Retour à Vidéo – L’éducation au changement climatique par Pierre Léna astrophysicien français

Abstract de la conférence

Le contexte a été clairement marqué en 2015 par la signature unanime de l’accord de Paris lors de la COP21, et par la publication des objectifs du développement durable des Nations unies. Peu après ont suivi les rapports spéciaux du GIEC, fondés sur des connaissances et analyses scientifiques, portant sur l’objectif de 1,5°C, puis sur l’usage des sols, enfin sur l’océan et la cryosphère. Aux côtés de la finance et de l’économie, l’éducation devient un élément essentiel dans la mise en œuvre de l’indispensable transition climatique et écologique, puisqu’il s’agit bien d’une évolution indispensable et profonde des comportements. Dans les années qui ont suivi, la mobilisation de la jeunesse, partout dans le monde, a traduit une inquiétude sur l’avenir, une volonté de changement et un poids politique en cours d’émergence. Dans nos sociétés occidentales, bien davantage que dans les pays en développement soumis à des impératifs économiques et énergétiques contraignants, une lente prise de conscience se fait jour. Est-elle assez rapide par rapport à la montée du niveau des mers, à l’intensité des événements extrêmes, à la fusion des glaces ? Les changements majeurs de comportement qu’implique la transition climatique ne s’obtiendront pas sans la prise de conscience de toute la population d’un pays ni sans celle des solidarités, tant dans l’espace avec le reste du monde que dans le temps avec les générations futures. Ainsi les connaissances scientifiques et technologiques ne peuvent désormais se passer d’une préoccupation éthique : sous des modalités à l’évidence distincte, l’école a la charge de répondre sur l’un et l’autre plan : pas plus que business as usual, school as usual n’est plus tenable.

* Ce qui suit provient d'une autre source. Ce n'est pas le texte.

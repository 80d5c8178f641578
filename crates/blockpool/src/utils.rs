//! Small helpers shared by the pool internals

use core::sync::atomic::{AtomicUsize, Ordering};

/// Pointer width in bytes; the smallest block that can hold a free-list link.
pub const POINTER_WIDTH: usize = size_of::<*mut u8>();

/// Alignment of a free-list link.
pub const POINTER_ALIGN: usize = align_of::<*mut u8>();

/// Aligns a value up to the nearest multiple of alignment
///
/// Returns `None` on overflow. `alignment` must be a power of two.
///
/// # Examples
/// ```
/// use blockpool::utils::align_up;
///
/// assert_eq!(align_up(7, 8), Some(8));
/// assert_eq!(align_up(8, 8), Some(8));
/// assert_eq!(align_up(usize::MAX, 8), None);
/// ```
#[inline]
pub const fn align_up(value: usize, alignment: usize) -> Option<usize> {
    debug_assert!(alignment.is_power_of_two());
    match value.checked_add(alignment - 1) {
        Some(v) => Some(v & !(alignment - 1)),
        None => None,
    }
}

/// Raises `current` to `value` if `value` is larger
pub fn atomic_max(current: &AtomicUsize, value: usize) {
    let mut max = current.load(Ordering::Relaxed);
    while value > max {
        match current.compare_exchange_weak(max, value, Ordering::Relaxed, Ordering::Relaxed) {
            Ok(_) => break,
            Err(observed) => max = observed,
        }
    }
}

/// Exponential spin backoff for contended CAS loops
#[derive(Debug, Clone)]
pub struct Backoff {
    current: u32,
    max: u32,
}

impl Backoff {
    /// Create new backoff with default parameters
    #[inline]
    pub const fn new() -> Self {
        Self { current: 1, max: 64 }
    }

    /// Create backoff with custom maximum spin count
    #[inline]
    pub const fn with_max(max: u32) -> Self {
        Self { current: 1, max }
    }

    /// Spin for the current step, then double it up to the maximum
    #[inline]
    pub fn spin(&mut self) {
        for _ in 0..self.current {
            core::hint::spin_loop();
        }
        if self.current < self.max {
            self.current *= 2;
        }
    }

    /// Reset backoff
    #[inline]
    pub fn reset(&mut self) {
        self.current = 1;
    }
}

impl Default for Backoff {
    fn default() -> Self {
        Self::new()
    }
}

#[cfg(test)]
mod tests {
    use super::*;

    #[test]
    fn test_align_up() {
        assert_eq!(align_up(0, 8), Some(0));
        assert_eq!(align_up(1, 8), Some(8));
        assert_eq!(align_up(16, 16), Some(16));
        assert_eq!(align_up(17, 16), Some(32));
        assert_eq!(align_up(usize::MAX - 2, 4), None);
    }

    #[test]
    fn test_atomic_max() {
        let value = AtomicUsize::new(5);
        atomic_max(&value, 3);
        assert_eq!(value.load(Ordering::Relaxed), 5);
        atomic_max(&value, 9);
        assert_eq!(value.load(Ordering::Relaxed), 9);
    }

    #[test]
    fn test_backoff_caps_at_max() {
        let mut backoff = Backoff::with_max(4);
        for _ in 0..10 {
            backoff.spin();
        }
        assert_eq!(backoff.current, 4);
        backoff.reset();
        assert_eq!(backoff.current, 1);
    }
}
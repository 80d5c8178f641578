//! Block pool statistics

/// Point-in-time statistics for a block pool
///
/// Counters are read with relaxed ordering; under concurrent use the
/// snapshot is approximate, and exact once the pool is quiescent.
#[derive(Debug, Clone, Copy, PartialEq, Eq)]
pub struct PoolStats {
    /// Total allocations performed
    pub total_allocs: usize,
    /// Total deallocations performed
    pub total_deallocs: usize,
    /// Highest number of blocks in use at once
    pub peak_in_use: usize,
    /// Blocks currently in use
    pub in_use: usize,
    /// Blocks currently on the free list
    pub free_blocks: usize,
    /// Size of each block
    pub block_size: usize,
    /// Blocks per chunk
    pub block_count: usize,
    /// Chunks currently owned by the pool
    pub chunk_count: usize,
}

impl PoolStats {
    /// Bytes handed out to callers
    pub fn in_use_bytes(&self) -> usize {
        self.in_use * self.block_size
    }

    /// Bytes reserved across all chunks
    pub fn reserved_bytes(&self) -> usize {
        self.chunk_count * self.block_count * self.block_size
    }

    /// Fraction of reserved blocks currently in use, in `0.0..=1.0`
    pub fn utilization(&self) -> f64 {
        let capacity = self.chunk_count * self.block_count;
        if capacity == 0 {
            0.0
        } else {
            self.in_use as f64 / capacity as f64
        }
    }
}
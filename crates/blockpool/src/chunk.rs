//! Raw-memory chunks
//!
//! A chunk is one contiguous reservation carved into equally sized blocks:
//!
//! ```text
//! base                                              base + layout.size()
//!  [Block0][Block1][Block2] ... [Block(count - 1)]
//! ```
//!
//! A `Chunk` only records where its memory lives. It never frees itself:
//! the owning pool releases it through its chunk source, exactly once.

use core::alloc::Layout;
use core::ptr::{self, NonNull};

use crate::error::{PoolError, PoolResult};
use crate::source::ChunkSource;

/// One owned raw-memory reservation subdivided into blocks
#[derive(Debug)]
pub(crate) struct Chunk {
    base: NonNull<u8>,
    layout: Layout,
    block_size: usize,
    block_count: usize,
}

// SAFETY: Chunk is a plain record of an address range.
// - It holds no thread-affine state
// - The memory behind it is only touched through the pool's free list
//   protocol or by the caller a block was handed to
unsafe impl Send for Chunk {}

impl Chunk {
    /// Reserves a chunk of `block_count` blocks of `block_size` bytes.
    ///
    /// `block_size` must already be a multiple of `block_align`.
    pub(crate) fn reserve<S: ChunkSource>(
        source: &S,
        block_size: usize,
        block_align: usize,
        block_count: usize,
    ) -> PoolResult<Self> {
        debug_assert_eq!(block_size % block_align, 0);

        let size = block_size
            .checked_mul(block_count)
            .ok_or_else(|| PoolError::size_overflow("chunk size calculation"))?;
        let layout = Layout::from_size_align(size, block_align)
            .map_err(|_| PoolError::invalid_layout("chunk exceeds isize::MAX"))?;

        let base = source
            .reserve(layout)
            .ok_or_else(|| PoolError::allocation_failed_with_layout(layout))?;

        Ok(Self {
            base,
            layout,
            block_size,
            block_count,
        })
    }

    /// Chunk size in bytes
    pub(crate) fn bytes(&self) -> usize {
        self.layout.size()
    }

    /// Number of blocks in the chunk
    pub(crate) fn block_count(&self) -> usize {
        self.block_count
    }

    /// Address of block `index`
    pub(crate) fn block(&self, index: usize) -> NonNull<u8> {
        debug_assert!(index < self.block_count);
        // SAFETY: index < block_count, so the offset stays inside the
        // reservation of block_size * block_count bytes.
        unsafe { self.base.add(index * self.block_size) }
    }

    /// Checks if an address lies inside this chunk
    pub(crate) fn contains(&self, addr: usize) -> bool {
        let start = self.base.as_ptr() as usize;
        addr >= start && addr < start + self.layout.size()
    }

    /// Checks if an address is the first byte of one of this chunk's blocks
    pub(crate) fn is_block_start(&self, addr: usize) -> bool {
        self.contains(addr)
            && (addr - self.base.as_ptr() as usize).is_multiple_of(self.block_size)
    }

    /// Fills the whole chunk with a byte pattern
    ///
    /// Only called before any block of the chunk is published.
    pub(crate) fn fill(&self, pattern: u8) {
        // SAFETY: The chunk was just reserved and no block has been handed
        // out or linked yet, so this is the only access to its memory.
        unsafe { ptr::write_bytes(self.base.as_ptr(), pattern, self.layout.size()) };
    }

    /// Returns the memory to the source it was reserved from.
    ///
    /// # Safety
    /// - `source` must be the source this chunk was reserved from
    /// - no block of this chunk may be used afterwards
    pub(crate) unsafe fn release<S: ChunkSource>(self, source: &S) {
        // SAFETY: Caller contract; base and layout are the reservation's.
        unsafe { source.release(self.base, self.layout) };
    }
}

Lors de la COP25 à Madrid fin 2019, la préoccupation éducative s’est manifestée plus qu’elle ne l’avait fait lors d’aucune des COP précédentes. Çà et là dans le monde, des initiatives sont prises pour qu’à l’école primaire, au collège, au lycée ou à l’université puisse s’installer un continuum de prise de conscience qui touche a minima ces deux grands sujets que sont le changement climatique et les atteintes à la biodiversité. L’exemple de la Californie est intéressant à méditer, il n’est pas le seul. Le point commun à ces initiatives est sans doute le souci de communiquer, au-delà des habituels cloisonnements disciplinaires, une vision systémique de la Terre, de ses enveloppes liquides, solides et gazeuses, de sa biosphère et de sa noosphère. Cette vision est difficile à communiquer rationnellement car elle est marquée de la complexité du système Terre, mais elle est néanmoins indispensable pour pouvoir comprendre l’évolution du système climatique, l’atténuation indispensable de ses causes ou l’adaptation à ses déjà inévitables conséquences. Comment la faire progresser depuis l’école primaire jusqu’au lycée et l’université ? Comment combiner les perspectives inquiétantes qu’elle offre aujourd’hui avec une espérance indispensable à tout jeune qui va entrer dans la vie adulte ? Comment donner à cette espérance un contenu concret, qui puisse venir à l’appui d’un projet professionnel et de l’acquisition d’une compétence ? Voici autant de questions que l’enseignement scientifique en classe de première et de terminale peut aborder de façon rationnelle d’une part, éthique de l’autre, en répondant à une véritable demande de la jeunesse.
Nous ne pourrons manquer de nous interroger sur les conditions concrètes de cet enseignement : la répartition des compétences des professeurs, l’occasion trop rare d’exercer en demi-classe, l’accompagnement sans doute nécessaire pour couvrir des questions qui, sous l’aspect systémique, interdisciplinaire et conceptuel au moins, sont assez radicalement nouvelles dans le cursus du lycée général.